Analyses of rRNA-derived cP-RNAs.

(A) Reads per million (RPM) of cP-RNAs mapped to the indicated rRNAs. (B) Nucleotide compositions around the 5′- and 3′-ends of rRNA-derived cP-RNAs. A dashed line separates upstream and downstream positions for the 5′-and 3′-ends, representing the cleavage site that generates rRNA-derived cP-RNAs (the regions outside of cP-RNA-generating regions are colored in grey). (C) The regions from which the indicated cP-RNAs were derived are shown in red in the secondary structure of substrate rRNAs.
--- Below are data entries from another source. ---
//! Fixed-size window of recent samples

use std::time::Duration;

#[derive(Debug, Clone)]
pub struct RingBuffer<T> {
    samples: Vec<T>,
    capacity: usize,
    next: usize,
}

impl<T: Copy> RingBuffer<T> {
    pub fn new(capacity: usize) -> Self {
        let capacity = capacity.max(1);
        Self {
            samples: Vec::with_capacity(capacity),
            capacity,
            next: 0,
        }
    }

    /// Store `sample`, overwriting the oldest once the window is full.
    pub fn push(&mut self, sample: T) {
        if self.samples.len() < self.capacity {
            self.samples.push(sample);
        } else {
            self.samples[self.next] = sample;
        }
        self.next = (self.next + 1) % self.capacity;
    }

    /// Most recently pushed sample.
    pub fn latest(&self) -> Option<T> {
        if self.samples.is_empty() {
            return None;
        }
        let index = (self.next + self.capacity - 1) % self.capacity;
        self.samples.get(index).copied()
    }

    pub fn len(&self) -> usize {
        self.samples.len()
    }

    pub fn is_empty(&self) -> bool {
        self.samples.is_empty()
    }

    pub fn clear(&mut self) {
        self.samples.clear();
        self.next = 0;
    }
}

impl RingBuffer<Duration> {
    pub fn average(&self) -> Duration {
        if self.samples.is_empty() {
            return Duration::ZERO;
        }
        let sum: Duration = self.samples.iter().sum();
        sum / self.samples.len() as u32
    }

    pub fn min_max(&self) -> (Duration, Duration) {
        let mut samples = self.samples.iter().copied();
        let Some(first) = samples.next() else {
            return (Duration::ZERO, Duration::ZERO);
        };
        samples.fold((first, first), |(min, max), sample| {
            (min.min(sample), max.max(sample))
        })
    }
}

impl RingBuffer<f64> {
    pub fn average(&self) -> f64 {
        if self.samples.is_empty() {
            return 0.0;
        }
        let sum: f64 = self.samples.iter().sum();
        sum / self.samples.len() as f64
    }
}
The secondary structures are according to [40,41]. (D) The total RNA from SA-treated (2 h) HeLa cells were treated with CIP or T4 PNK and subjected to TaqMan RT-qPCR for detection of the indicated rRNA-derived cP-RNAs. The amounts from T4 PNK-treated RNA were set as 1, and relative amounts are indicated. Averages of three technical replicates with SD values are shown. NT: a non-treated sample used as a negative control. N.D.: not detected. #1/#2: biological replicates. (E) The total RNA from HeLa or U2OS cells treated with SA or water (control) for 2 h were subjected to TaqMan RT-qPCR for detection of the indicated rRNA-derived cP-RNAs. The amounts from control cells were set as 1, and relative amounts are indicated. Averages of three experiments with SD values are shown.